Records from a data collection

= = = = = = =

impl PdfOps {
    // -- Construction ---------------------------------------------------------

    /// Load a PDF from raw bytes.
    #[instrument(skip_all, fields(bytes_len = data.len()))]
    pub fn from_bytes(data: &[u8]) -> Result<Self> {
        let document = Document::load_mem(data)
            .map_err(|err| ScanbridgeError::PdfError(format!("failed to load PDF: {err}")))?;

        debug!(pages = document.get_pages().len(), "PDF loaded");
        Ok(Self { document })
    }

    /// Number of pages in the document.
    pub fn page_count(&self) -> usize {
        self.document.get_pages().len()
    }

    // -- Merge ----------------------------------------------------------------

    /// Concatenate several PDF documents into one, pages in input order.
    #[instrument(skip_all, fields(document_count = documents.len()))]
    pub fn merge(documents: &[&[u8]]) -> Result<Vec<u8>> {
        if documents.is_empty() {
            return Err(ScanbridgeError::InvalidRequest(
                "nothing to merge: no documents supplied".into(),
            ));
        }

        let (mut target, pages_id) = empty_document();

        for (index, bytes) in documents.iter().enumerate() {
            let source = Document::load_mem(bytes).map_err(|err| {
                ScanbridgeError::PdfError(format!("failed to load PDF #{}: {}", index + 1, err))
            })?;

            let source_pages = source.get_pages();
            for (_, page_id) in &source_pages {
                append_page(&source, &mut target, pages_id, *page_id)?;
            }
        }

        let output = serialise(&mut target)?;
        info!(
            documents = documents.len(),
            output_bytes = output.len(),
            "PDFs merged"
        );
        Ok(output)
    }

    // -- Split ----------------------------------------------------------------

    /// Split the document after `after_page` (1-indexed, inclusive),
    /// producing pages `[1..=after_page]` and `[after_page+1..=end]`.
    #[instrument(skip(self), fields(after_page))]
    pub fn split(&self, after_page: u32) -> Result<(Vec<u8>, Vec<u8>)> {
        let total = self.page_count() as u32;
        if after_page == 0 || after_page >= total {
            return Err(ScanbridgeError::PdfError(format!(
                "split point {after_page} invalid for {total} page document"
            )));
        }

        info!(after_page, total, "splitting PDF");

        let first = self.extract_range(1, after_page)?;
        let second = self.extract_range(after_page + 1, total)?;
        Ok((first, second))
    }

    /// Extract a contiguous 1-indexed page range into a standalone PDF.
    fn extract_range(&self, start: u32, end: u32) -> Result<Vec<u8>> {
        let pages = self.document.get_pages();
        let (mut target, pages_id) = empty_document();

        for page_num in start..=end {
            let page_id = *pages.get(&page_num).ok_or_else(|| {
                ScanbridgeError::PdfError(format!("page {page_num} not found in page tree"))
            })?;
            append_page(&self.document, &mut target, pages_id, page_id)?;
        }

        serialise(&mut target)
    }

    // -- Page numbering -------------------------------------------------------

    /// Stamp "n / total" in the bottom margin of every page, returning the
    /// numbered document as bytes. The original document is untouched.
    #[instrument(skip(self))]
    pub fn number_pages(&self) -> Result<Vec<u8>> {
        let mut doc = self.document.clone();
        let pages = doc.get_pages();
        let total = pages.len();
        if total == 0 {
            return Err(ScanbridgeError::PdfError(
                "cannot number a document with no pages".into(),
            ));
        }

        // One shared Helvetica resource for every page's stamp.
        let mut font = Dictionary::new();
        font.set("Type", Object::Name(b"Font".to_vec()));
        font.set("Subtype", Object::Name(b"Type1".to_vec()));
        font.set("BaseFont", Object::Name(b"Helvetica".to_vec()));
        let font_id = doc.add_object(Object::Dictionary(font));

        for (page_num, page_id) in &pages {
            let (page_w, _) = page_media_size(&doc, *page_id);
            let text = format!("{page_num} / {total}");

            // Centre horizontally; Helvetica digits are ~0.5em wide.
            let text_w = text.len() as f32 * NUMBER_FONT_SIZE * 0.5;
            let x = (page_w - text_w) / 2.0;
            let y = 18.0;

            let content = format!(
                "q BT /{NUMBER_FONT_KEY} {NUMBER_FONT_SIZE} Tf {x:.1} {y:.1} Td ({text}) Tj ET Q"
            );
            let stream_id = doc.add_object(Object::Stream(Stream::new(
                Dictionary::new(),
                content.into_bytes(),
            )));

            attach_content_stream(&mut doc, *page_id, stream_id)?;
            register_number_font(&mut doc, *page_id, font_id)?;
        }

        info!(pages = total, "page numbers stamped");
        serialise(&mut doc)
    }
}

// ---------------------------------------------------------------------------
// Document construction helpers
// ---------------------------------------------------------------------------

/// Build a minimal valid document skeleton: empty /Pages tree plus a
/// /Catalog wired into the trailer. Returns the document and the /Pages id.
fn empty_document() -> (Document, ObjectId) {
    let mut doc = Document::with_version("1.5");

    let mut pages = Dictionary::new();
    pages.set("Type", Object::Name(b"Pages".to_vec()));
    pages.set("Kids", Object::Array(Vec::new()));
    pages.set("Count", Object::Integer(0));
    let pages_id = doc.add_object(Object::Dictionary(pages));

    let mut catalog = Dictionary::new();
    catalog.set("Type", Object::Name(b"Catalog".to_vec()));
    catalog.set("Pages", Object::Reference(pages_id));
    let catalog_id = doc.add_object(Object::Dictionary(catalog));

    doc.trailer.set("Root", Object::Reference(catalog_id));
    (doc, pages_id)
}

/// Serialise a document to bytes.
fn serialise(doc: &mut Document) -> Result<Vec<u8>> {
    let mut output = Vec::new();
    doc.save_to(&mut output)
        .map_err(|err| ScanbridgeError::PdfError(format!("failed to serialise PDF: {err}")))?;
    Ok(output)
}

/// Import `page_id` from `source` into `target`, appending it to the page
/// tree rooted at `pages_id`.
fn append_page(
    source: &Document,
    target: &mut Document,
    pages_id: ObjectId,
    page_id: ObjectId,
) -> Result<()> {
    let page_object = source.get_object(page_id).map_err(|err| {
        ScanbridgeError::PdfError(format!("cannot read page object {page_id:?}: {err}"))
    })?;

    let imported = import_object(source, target, page_object)?;
    let imported_id = target.add_object(imported);

    // Graft onto the page tree: push into /Kids and bump /Count.
    if let Ok(Object::Dictionary(pages_dict)) = target.get_object_mut(pages_id) {
        if let Ok(Object::Array(kids)) = pages_dict.get_mut(b"Kids") {
            kids.push(Object::Reference(imported_id));
        }
        if let Ok(Object::Integer(count)) = pages_dict.get_mut(b"Count") {
            *count += 1;
        }
    }

    // Point the imported page back at the target's /Pages node.
    if let Ok(Object::Dictionary(page_dict)) = target.get_object_mut(imported_id) {
        page_dict.set("Parent", Object::Reference(pages_id));
    }

    Ok(())
}

/// Deep-clone an object from `source` into `target`, following references.
///
/// /Parent is deliberately skipped to avoid circular cloning; the caller
/// patches it after grafting the page.
fn import_object(source: &Document, target: &mut Document, object: &Object) -> Result<Object> {
    match object {
        Object::Dictionary(dict) => {
            let mut imported = Dictionary::new();
            for (key, value) in dict.iter() {
                if key == b"Parent" {
                    continue;
                }
                imported.set(key.clone(), import_object(source, target, value)?);
            }
            Ok(Object::Dictionary(imported))
        }
        Object::Array(items) => {
            let mut imported = Vec::with_capacity(items.len());
            for item in items {
                imported.push(import_object(source, target, item)?);
            }
            Ok(Object::Array(imported))
        }
        Object::Reference(ref_id) => match source.get_object(*ref_id) {
            Ok(referenced) => {
                let imported = import_object(source, target, referenced)?;
                let new_id = target.add_object(imported);
                Ok(Object::Reference(new_id))
            }
            Err(err) => {
                warn!(?ref_id, %err, "unresolvable reference replaced with Null");
                Ok(Object::Null)
            }
        },
        Object::Stream(stream) => {
            let mut dict = Dictionary::new();
            for (key, value) in stream.dict.iter() {
                if key == b"Parent" {
                    continue;
                }
                dict.set(key.clone(), import_object(source, target, value)?);
            }
            Ok(Object::Stream(Stream::new(dict, stream.content.clone())))
        }
        // Boolean, Integer, Real, String, Name, Null: trivially cloneable.
        other => Ok(other.clone()),
    }
}
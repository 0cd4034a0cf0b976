// SPDX-License-Identifier: MIT
//
// scanbridge-server -- Embedded HTTP server exposing the scan hand-off
// session operations to the desktop and mobile clients.
//
// The transport is a minimal hand-rolled HTTP/1.1 layer over raw TCP:
// request parsing extracts just enough framing (request line, headers,
// Content-Length body) to route JSON payloads in and out of the session
// manager. Each connection is served by its own task and closed after one
// request/response exchange.

pub mod http;
pub mod routes;
pub mod server;

pub use routes::AppState;
pub use server::ScanServer;
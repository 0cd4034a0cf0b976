// SPDX-License-Identifier: MIT
//
// Scanbridge -- Core types, errors, and configuration shared across all crates.

pub mod config;
pub mod error;
pub mod types;

pub use config::AppConfig;
pub use error::ScanbridgeError;
pub use types::*;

= = = = = = =

● **WHAT THIS TASK INVOLVES**:
Taking the records above as input, show every line in which the word "Helvetica" is present.

● **ANSWER TO THE PROBLEM**:
        // One shared Helvetica resource for every page's stamp.
        font.set("BaseFont", Object::Name(b"Helvetica".to_vec()));
            // Centre horizontally; Helvetica digits are ~0.5em wide.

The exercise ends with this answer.